Research indicates that using different multi-touch attribution (MTA) methods will produce different budget allocations and resolve into statistically different ROI performance. If this is true, you can improve your ROI simply by customizing the attribution lens a marketer uses for LTV.

The best way to create attribution models is to get programmatic access to your ad and site/app interactions digitally. By mapping out the entire customer journey event by event, data scientists use this information to test and attribute LTV to different parts of that journey.

Once a custom attribution model is built, you can test its efficacy by setting up a series of A/B tests that pit a previous attribution model against the new attribution model. Such a test would require the same budget allocation discipline for both A and B when running campaigns. Over time you’ll be able to determine if there is a significant differnece in performance in cash flow and ROI when using different attribution models.

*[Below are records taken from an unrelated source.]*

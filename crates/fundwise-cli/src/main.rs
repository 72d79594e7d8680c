//! Fundwise — Funding recommendation engine
//! Entry point for the `fundwise` binary.

mod commands;

use std::path::PathBuf;
use std::sync::Arc;

use anyhow::Context;
use clap::Parser;
use fundwise_config::EngineConfig;
use fundwise_data::JsonArtifactSource;
use fundwise_ranker::DecisionService;
use tracing::info;
use tracing_subscriber::EnvFilter;

use commands::Command;

#[derive(Parser)]
#[command(name = "fundwise")]
#[command(about = "Funding recommendations, portfolio planning and adjacent-field discovery")]
#[command(version)]
struct Cli {
    /// Path to configuration file (defaults to $FUNDWISE_CONFIG, then ./fundwise.toml)
    #[arg(short, long, global = true)]
    config: Option<PathBuf>,

    /// Directory holding the reference artifacts (overrides config file)
    #[arg(short, long, global = true, env = "FUNDWISE_DATA_DIR")]
    data_dir: Option<PathBuf>,

    #[command(subcommand)]
    command: Command,
}

fn load_config(cli: &Cli) -> anyhow::Result<EngineConfig> {
    let mut config = match &cli.config {
        Some(path) => EngineConfig::from_toml_file(path)
            .with_context(|| format!("failed to load config {}", path.display()))?,
        None => EngineConfig::load().context("failed to load config")?,
    };
    if let Some(dir) = &cli.data_dir {
        config.data.dir = dir.clone();
    }
    Ok(config)
}

#[tokio::main]
async fn main() -> anyhow::Result<()> {
    // Logs go to stderr so stdout carries only JSON.
    tracing_subscriber::fmt()
        .with_env_filter(
            EnvFilter::try_from_default_env()
                .unwrap_or_else(|_| EnvFilter::new("fundwise=info,warn")),
        )
        .with_writer(std::io::stderr)
        .init();

    let cli = Cli::parse();
    let config = load_config(&cli)?;
    info!(data_dir = %config.data.dir.display(), "Fundwise starting");

    let source = Arc::new(JsonArtifactSource::new(config.data.clone()));
    let service = DecisionService::new(source, config);

    let output = commands::run(&service, cli.command).await?;
    println!("{}", serde_json::to_string_pretty(&output)?);
    Ok(())
}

Most marketers will start off with a simple tool that uses some kind of built in attribution logic. The simple marketer will rely on the tool to have the attribution logic and focus purely on optimizing ROI based on the campaigns they’re running. This can help a marketer at first glance, but the limitations of cookie-cutter models will never perfectly match the specific requirements your business may have.

As a result, serious marketers who spend ad dollars at scale will employ data scientists to customize and iterate on attribution models (as well as their campaigns) by testing new methods for performance improvements in ROI. By customizing your MTA model and realizing performance improvements in ad campaigns, you can quickly justify the amount of work that goes into hiring a data guru.